use log::info;
use std::sync::Arc;

use crate::api::error;
use crate::modules::user::model::{InsertUser, LoginModel, LoginResponse, RegisterModel};
use crate::modules::user::repository::UserRepository;
use crate::utils::{hash_password, verify_password, Claims};

#[derive(Clone)]
pub struct UserService {
    repo: Arc<dyn UserRepository + Send + Sync>,
    jwt_secret: Arc<[u8]>,
    token_expiration: u64,
}

impl UserService {
    pub fn with_dependencies(
        repo: Arc<dyn UserRepository + Send + Sync>,
        jwt_secret: &[u8],
        token_expiration: u64,
    ) -> Self {
        info!("UserService initialized with dependencies");
        UserService { repo, jwt_secret: Arc::from(jwt_secret), token_expiration }
    }

    pub async fn register(&self, user: RegisterModel) -> Result<String, error::SystemError> {
        let username = user.username.trim().to_string();
        if username.chars().count() < 3 {
            return Err(error::SystemError::bad_request("Username must be at least 3 characters"));
        }

        let hash_password = hash_password(&user.password)?;
        let new_user = InsertUser { username, hash_password };

        let entity = self.repo.create(&new_user).await?;
        info!("User {} registered", entity.username);
        Ok(entity.username)
    }

    pub async fn login(&self, user: LoginModel) -> Result<LoginResponse, error::SystemError> {
        let user_entity = self
            .repo
            .find_by_username(user.username.trim())
            .await?
            .ok_or_else(|| error::SystemError::unauthorized("Invalid credentials"))?;

        let valid = verify_password(&user_entity.hash_password, &user.password)?;
        if !valid {
            return Err(error::SystemError::unauthorized("Invalid credentials"));
        }

        let access_token =
            Claims::new(&user_entity.username, self.token_expiration).encode(&self.jwt_secret)?;

        Ok(LoginResponse { access_token, username: user_entity.username })
    }
}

-- Your instructions --
Lines from the top of the entries through the line with "let entity = self.repo.create(&new_user).await?;" are to be transcribed exactly, and nothing more.

-- Answer to this exercise --
use log::info;
use std::sync::Arc;

use crate::api::error;
use crate::modules::user::model::{InsertUser, LoginModel, LoginResponse, RegisterModel};
use crate::modules::user::repository::UserRepository;
use crate::utils::{hash_password, verify_password, Claims};

#[derive(Clone)]
pub struct UserService {
    repo: Arc<dyn UserRepository + Send + Sync>,
    jwt_secret: Arc<[u8]>,
    token_expiration: u64,
}

impl UserService {
    pub fn with_dependencies(
        repo: Arc<dyn UserRepository + Send + Sync>,
        jwt_secret: &[u8],
        token_expiration: u64,
    ) -> Self {
        info!("UserService initialized with dependencies");
        UserService { repo, jwt_secret: Arc::from(jwt_secret), token_expiration }
    }

    pub async fn register(&self, user: RegisterModel) -> Result<String, error::SystemError> {
        let username = user.username.trim().to_string();
        if username.chars().count() < 3 {
            return Err(error::SystemError::bad_request("Username must be at least 3 characters"));
        }

        let hash_password = hash_password(&user.password)?;
        let new_user = InsertUser { username, hash_password };

        let entity = self.repo.create(&new_user).await?;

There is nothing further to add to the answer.